Kennedy was chief of staff for former Gov. Arnold Schwarzenegger, deputy chief of staff and cabinet secretary for former Gov. Gray Davis, and previously communications director for U.S. Sen. Dianne Feinstein. She served on the CPUC from 2003 to 2006 and now helms energy storage company Advanced Microgrid Solutions, which was not named in the matter.

At a Feb. 15 meeting in Sacramento, FPPC Chair Joann Remke congratulated her enforcement staff for the investigation, saying lobbying cases are “difficult to prove” and are “few and far between.”

“And I know this was a long investigation and a good outcome,” Remke said.

The state’s Political Reform Act of 1974, the post-Watergate ballot measure that created the FPPC, requires lobbyists and lobbying firms to register with the Office of the Secretary of State and file quarterly reports on their clients, their clients’ interests and how much they were paid.

In the case of San Francisco-based Lyft, Kennedy was able to influence the CPUC beginning in 2012 to open a rulemaking over ride-sharing companies, according to the order. The commission was scrutinizing ride-sharing companies and had previously sent Lyft a cease-and-desist letter in August 2012 because it had not received operating authority.

The decision says Kennedy contacted then-CPUC President Michael Peevey, Executive Director Paul Clanon and other CPUC staff to convince them to work with ride-sharing companies rather than shut them down. The commission opened a rulemaking to address public safety issues and in September 2013 adopted regulations concerning liability insurance, driver licensing and background checks, driver training programs, vehicle inspections and data reporting.

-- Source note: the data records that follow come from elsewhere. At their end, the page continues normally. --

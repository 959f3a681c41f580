use std::ffi::OsString;
use std::path::{Path, PathBuf};

use crossbeam_channel::{Receiver, unbounded};
use notify::{EventKind, RecommendedWatcher, RecursiveMode, Watcher};

/// Watches the settings file's directory and flags changes to that one file.
///
/// Editors often replace files instead of writing in place, so the parent
/// directory is watched rather than the file itself.
pub struct ConfigWatcher {
    _watcher: RecommendedWatcher,
    rx: Receiver<()>,
}

impl ConfigWatcher {
    pub fn new(path: &Path) -> notify::Result<Self> {
        let file_name: Option<OsString> = path.file_name().map(|n| n.to_os_string());
        let dir = match path.parent() {
            Some(d) if !d.as_os_str().is_empty() => d.to_path_buf(),
            _ => PathBuf::from("."),
        };
        let (tx, rx) = unbounded();
        let mut watcher =
            notify::recommended_watcher(move |res: Result<notify::Event, notify::Error>| {
                let Ok(event) = res else {
                    return;
                };
                match event.kind {
                    EventKind::Modify(_)
                    | EventKind::Create(_)
                    | EventKind::Remove(_)
                    | EventKind::Any => {
                        if event
                            .paths
                            .iter()
                            .any(|p| p.file_name() == file_name.as_deref())
                        {
                            let _ = tx.send(());
                        }
                    }
                    _ => {}
                }
            })?;
        watcher.watch(&dir, RecursiveMode::NonRecursive)?;
        log::info!("watching {} for settings changes", path.display());
        Ok(Self {
            _watcher: watcher,
            rx,
        })
    }

    /// True if the file changed since the last call. Bursts collapse into one.
    pub fn changed(&self) -> bool {
        self.rx.try_iter().count() > 0
    }
}
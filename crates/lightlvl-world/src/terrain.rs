use fastnoise_lite::{FastNoiseLite, NoiseType};
use lightlvl_geom::BlockPos;

use crate::grid::{Block, VoxelGrid};

/// Heightmap terrain with a few roofed overhangs and torches, centered on the origin.
#[derive(Clone, Debug)]
pub struct TerrainParams {
    pub seed: i32,
    /// Loaded columns span `-half_extent..=half_extent` on x and z.
    pub half_extent: i32,
    pub base_height: i32,
    pub amplitude: f32,
    pub frequency: f32,
    /// Roof noise above this value places an overhang slab four blocks over the ground.
    pub overhang_threshold: f32,
    /// Grid spacing for torches; 0 disables them.
    pub torch_spacing: i32,
    pub torch_level: u8,
}

impl Default for TerrainParams {
    fn default() -> Self {
        Self {
            seed: 1337,
            half_extent: 48,
            base_height: 64,
            amplitude: 6.0,
            frequency: 0.03,
            overhang_threshold: 0.55,
            torch_spacing: 12,
            torch_level: 14,
        }
    }
}

impl TerrainParams {
    pub fn surface_height(&self, noise: &FastNoiseLite, x: i32, z: i32) -> i32 {
        let h = noise.get_noise_2d(x as f32, z as f32);
        self.base_height + (h * self.amplitude).round() as i32
    }

    fn height_noise(&self) -> FastNoiseLite {
        let mut n = FastNoiseLite::with_seed(self.seed);
        n.set_noise_type(Some(NoiseType::OpenSimplex2));
        n.set_frequency(Some(self.frequency));
        n
    }

    fn roof_noise(&self) -> FastNoiseLite {
        let mut n = FastNoiseLite::with_seed(self.seed ^ 41_337);
        n.set_noise_type(Some(NoiseType::OpenSimplex2));
        n.set_frequency(Some(self.frequency * 2.0));
        n
    }
}

// Cheap per-column hash for decoration placement.
#[inline]
fn column_hash(seed: i32, x: i32, z: i32) -> u32 {
    let mut h = (seed as u32) ^ 0x9E37_79B9;
    h = h.wrapping_mul(31).wrapping_add(x as u32);
    h = h.wrapping_mul(31).wrapping_add(z as u32);
    h ^= h >> 15;
    h = h.wrapping_mul(0x2C1B_3C6D);
    h ^ (h >> 12)
}

impl VoxelGrid {
    pub fn generate(params: &TerrainParams) -> VoxelGrid {
        let e = params.half_extent.max(1);
        let mut grid = VoxelGrid::new(BlockPos::new(-e, 0, -e), BlockPos::new(e, 0, e));
        let height = params.height_noise();
        let roof = params.roof_noise();
        let floor_y = params.base_height - params.amplitude.ceil() as i32 - 4;

        for x in -e..=e {
            for z in -e..=e {
                let top = params.surface_height(&height, x, z);
                for y in floor_y..=top {
                    grid.set(BlockPos::new(x, y, z), Block::Solid);
                }
                if column_hash(params.seed, x, z) % 7 == 0 {
                    grid.set(BlockPos::new(x, top + 1, z), Block::Foliage);
                }
                if roof.get_noise_2d(x as f32, z as f32) > params.overhang_threshold {
                    grid.set(BlockPos::new(x, top + 5, z), Block::Solid);
                }
            }
        }

        if params.torch_spacing > 0 {
            let s = params.torch_spacing;
            let first = -e + s / 2;
            let mut x = first;
            while x <= e {
                let mut z = first;
                while z <= e {
                    let top = params.surface_height(&height, x, z);
                    grid.add_torch(BlockPos::new(x, top + 1, z), params.torch_level);
                    z += s;
                }
                x += s;
            }
        }
        grid
    }
}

“The efforts of Kennedy and Lyft were successful as the resulting rules and regulations adopted many of the suggestions and positions put forward by Kennedy and Lyft during the rulemaking process,” the decision says.

Kennedy also lobbied Peevey and current CPUC President Michael Picker in the first half of 2014 regarding San Gabriel, the FPPC said. The utility had a general rate case before the commission and was seeking to increase water rates, which were being fought by the city of Fontana and its school district.

“During these meetings, and through emails, Kennedy sought to influence the CPUC’s decision on cost recovery for the Sand Hill treatment plant in the general rate case,” the decision says. The commission sided with Fontana and denied the rate increase and cost recovery for the plant in May 2014 (Decision#15-11-028).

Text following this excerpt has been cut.